__Recorded data__
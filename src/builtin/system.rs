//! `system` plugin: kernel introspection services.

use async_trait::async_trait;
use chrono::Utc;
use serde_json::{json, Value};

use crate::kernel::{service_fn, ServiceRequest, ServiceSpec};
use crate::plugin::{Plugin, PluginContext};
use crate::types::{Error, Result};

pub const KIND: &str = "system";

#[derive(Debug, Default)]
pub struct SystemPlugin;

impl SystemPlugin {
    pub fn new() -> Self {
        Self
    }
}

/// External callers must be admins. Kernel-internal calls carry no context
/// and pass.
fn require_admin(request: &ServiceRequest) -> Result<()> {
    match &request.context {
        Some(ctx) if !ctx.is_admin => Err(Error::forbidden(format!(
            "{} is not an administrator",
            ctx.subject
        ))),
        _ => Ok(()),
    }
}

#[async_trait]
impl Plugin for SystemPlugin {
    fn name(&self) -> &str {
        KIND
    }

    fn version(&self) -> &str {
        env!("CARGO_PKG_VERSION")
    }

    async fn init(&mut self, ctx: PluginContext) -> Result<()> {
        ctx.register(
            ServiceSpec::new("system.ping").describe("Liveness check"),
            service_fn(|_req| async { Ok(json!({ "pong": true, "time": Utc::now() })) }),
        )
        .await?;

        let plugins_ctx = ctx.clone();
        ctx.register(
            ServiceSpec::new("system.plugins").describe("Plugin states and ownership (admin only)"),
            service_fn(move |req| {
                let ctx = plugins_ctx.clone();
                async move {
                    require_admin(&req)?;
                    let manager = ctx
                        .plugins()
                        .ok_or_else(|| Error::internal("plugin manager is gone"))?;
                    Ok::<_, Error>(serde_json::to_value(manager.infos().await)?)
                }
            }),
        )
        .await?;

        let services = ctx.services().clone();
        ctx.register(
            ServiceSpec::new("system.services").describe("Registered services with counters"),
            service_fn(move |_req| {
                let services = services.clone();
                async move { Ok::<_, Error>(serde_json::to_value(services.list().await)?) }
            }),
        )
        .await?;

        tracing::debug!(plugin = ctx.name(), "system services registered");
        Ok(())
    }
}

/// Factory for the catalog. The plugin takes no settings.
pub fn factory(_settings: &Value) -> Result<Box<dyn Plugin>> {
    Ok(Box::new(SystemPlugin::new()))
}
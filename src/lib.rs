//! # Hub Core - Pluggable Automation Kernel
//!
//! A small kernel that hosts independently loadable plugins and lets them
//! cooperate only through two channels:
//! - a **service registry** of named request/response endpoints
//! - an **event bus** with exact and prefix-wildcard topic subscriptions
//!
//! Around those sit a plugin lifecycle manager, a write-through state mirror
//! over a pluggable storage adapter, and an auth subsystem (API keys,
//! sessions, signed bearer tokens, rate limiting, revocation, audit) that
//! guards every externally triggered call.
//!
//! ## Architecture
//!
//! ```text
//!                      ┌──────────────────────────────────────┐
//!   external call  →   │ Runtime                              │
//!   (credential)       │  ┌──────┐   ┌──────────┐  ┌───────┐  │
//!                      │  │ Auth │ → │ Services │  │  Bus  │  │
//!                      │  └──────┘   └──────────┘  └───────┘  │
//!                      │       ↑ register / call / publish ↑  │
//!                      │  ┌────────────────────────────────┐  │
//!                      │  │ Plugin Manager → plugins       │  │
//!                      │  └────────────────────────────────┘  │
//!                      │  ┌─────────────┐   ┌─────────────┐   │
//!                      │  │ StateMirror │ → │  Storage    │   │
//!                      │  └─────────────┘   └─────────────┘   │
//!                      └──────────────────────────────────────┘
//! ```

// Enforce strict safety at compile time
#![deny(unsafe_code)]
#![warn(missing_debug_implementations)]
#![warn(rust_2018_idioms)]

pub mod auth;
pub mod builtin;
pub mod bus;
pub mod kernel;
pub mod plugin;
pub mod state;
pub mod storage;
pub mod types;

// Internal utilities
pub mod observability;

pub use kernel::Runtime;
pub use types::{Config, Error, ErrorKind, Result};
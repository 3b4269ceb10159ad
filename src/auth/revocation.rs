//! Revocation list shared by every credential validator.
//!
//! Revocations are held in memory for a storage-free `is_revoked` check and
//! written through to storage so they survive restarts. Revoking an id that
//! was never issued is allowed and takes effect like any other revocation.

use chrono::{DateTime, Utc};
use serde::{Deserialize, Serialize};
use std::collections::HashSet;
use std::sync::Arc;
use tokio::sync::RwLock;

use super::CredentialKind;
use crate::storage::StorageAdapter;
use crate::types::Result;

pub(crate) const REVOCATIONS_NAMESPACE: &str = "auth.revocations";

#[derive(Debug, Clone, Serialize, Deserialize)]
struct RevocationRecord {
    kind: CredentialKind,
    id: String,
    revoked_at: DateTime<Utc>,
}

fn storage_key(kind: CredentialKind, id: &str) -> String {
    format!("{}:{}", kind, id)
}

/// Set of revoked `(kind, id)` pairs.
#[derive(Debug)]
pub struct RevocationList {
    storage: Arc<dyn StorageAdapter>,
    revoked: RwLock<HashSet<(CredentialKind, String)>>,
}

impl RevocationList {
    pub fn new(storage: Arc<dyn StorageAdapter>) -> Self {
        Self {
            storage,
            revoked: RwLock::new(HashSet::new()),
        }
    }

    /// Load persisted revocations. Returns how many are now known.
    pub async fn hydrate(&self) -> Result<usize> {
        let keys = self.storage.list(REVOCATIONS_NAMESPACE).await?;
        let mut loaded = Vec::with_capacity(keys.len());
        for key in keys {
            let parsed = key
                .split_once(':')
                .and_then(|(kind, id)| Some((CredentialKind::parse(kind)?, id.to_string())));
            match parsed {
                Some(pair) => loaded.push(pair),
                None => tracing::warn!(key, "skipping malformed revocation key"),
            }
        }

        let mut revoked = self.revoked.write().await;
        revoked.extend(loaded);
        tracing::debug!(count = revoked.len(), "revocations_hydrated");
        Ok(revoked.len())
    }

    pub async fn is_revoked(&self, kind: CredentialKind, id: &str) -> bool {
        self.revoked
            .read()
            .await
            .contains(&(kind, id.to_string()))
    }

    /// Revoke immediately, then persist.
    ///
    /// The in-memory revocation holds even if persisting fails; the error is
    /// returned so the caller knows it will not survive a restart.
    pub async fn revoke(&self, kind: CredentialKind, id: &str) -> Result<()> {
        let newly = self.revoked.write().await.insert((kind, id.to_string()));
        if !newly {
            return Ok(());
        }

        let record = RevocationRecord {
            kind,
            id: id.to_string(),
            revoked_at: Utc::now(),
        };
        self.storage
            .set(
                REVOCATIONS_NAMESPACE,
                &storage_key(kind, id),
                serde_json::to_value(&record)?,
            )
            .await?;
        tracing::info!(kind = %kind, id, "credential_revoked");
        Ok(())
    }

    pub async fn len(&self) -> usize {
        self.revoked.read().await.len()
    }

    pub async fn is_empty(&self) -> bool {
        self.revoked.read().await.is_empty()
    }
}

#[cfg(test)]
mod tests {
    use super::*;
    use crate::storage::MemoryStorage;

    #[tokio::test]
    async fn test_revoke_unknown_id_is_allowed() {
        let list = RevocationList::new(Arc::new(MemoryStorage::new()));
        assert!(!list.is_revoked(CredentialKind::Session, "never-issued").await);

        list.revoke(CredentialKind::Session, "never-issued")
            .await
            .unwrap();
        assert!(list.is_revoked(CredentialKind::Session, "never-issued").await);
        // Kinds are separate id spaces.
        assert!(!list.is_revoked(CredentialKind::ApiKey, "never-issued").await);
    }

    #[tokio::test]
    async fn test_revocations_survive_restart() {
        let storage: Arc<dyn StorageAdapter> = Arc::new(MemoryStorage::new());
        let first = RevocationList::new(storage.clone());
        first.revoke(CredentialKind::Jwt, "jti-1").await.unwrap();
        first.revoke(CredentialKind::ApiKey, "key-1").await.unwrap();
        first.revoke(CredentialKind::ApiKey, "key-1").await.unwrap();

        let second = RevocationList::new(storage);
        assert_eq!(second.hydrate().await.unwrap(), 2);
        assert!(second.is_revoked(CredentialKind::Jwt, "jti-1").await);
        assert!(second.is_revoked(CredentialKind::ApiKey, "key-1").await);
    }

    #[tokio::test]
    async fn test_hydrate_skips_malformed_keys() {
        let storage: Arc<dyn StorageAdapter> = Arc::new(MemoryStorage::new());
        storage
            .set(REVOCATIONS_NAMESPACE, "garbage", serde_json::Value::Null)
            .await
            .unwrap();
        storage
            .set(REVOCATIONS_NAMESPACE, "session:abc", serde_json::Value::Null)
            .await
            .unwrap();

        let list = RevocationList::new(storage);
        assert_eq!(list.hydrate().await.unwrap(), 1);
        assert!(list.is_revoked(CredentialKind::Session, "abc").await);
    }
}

__Exercise__
Return, unchanged, the run of lines above that opens with the line containing "states and ownership" and closes with the line containing "takes no settings.". Include both.

__Written solution__
            ServiceSpec::new("system.plugins").describe("Plugin states and ownership (admin only)"),
            service_fn(move |req| {
                let ctx = plugins_ctx.clone();
                async move {
                    require_admin(&req)?;
                    let manager = ctx
                        .plugins()
                        .ok_or_else(|| Error::internal("plugin manager is gone"))?;
                    Ok::<_, Error>(serde_json::to_value(manager.infos().await)?)
                }
            }),
        )
        .await?;

        let services = ctx.services().clone();
        ctx.register(
            ServiceSpec::new("system.services").describe("Registered services with counters"),
            service_fn(move |_req| {
                let services = services.clone();
                async move { Ok::<_, Error>(serde_json::to_value(services.list().await)?) }
            }),
        )
        .await?;

        tracing::debug!(plugin = ctx.name(), "system services registered");
        Ok(())
    }
}

/// Factory for the catalog. The plugin takes no settings.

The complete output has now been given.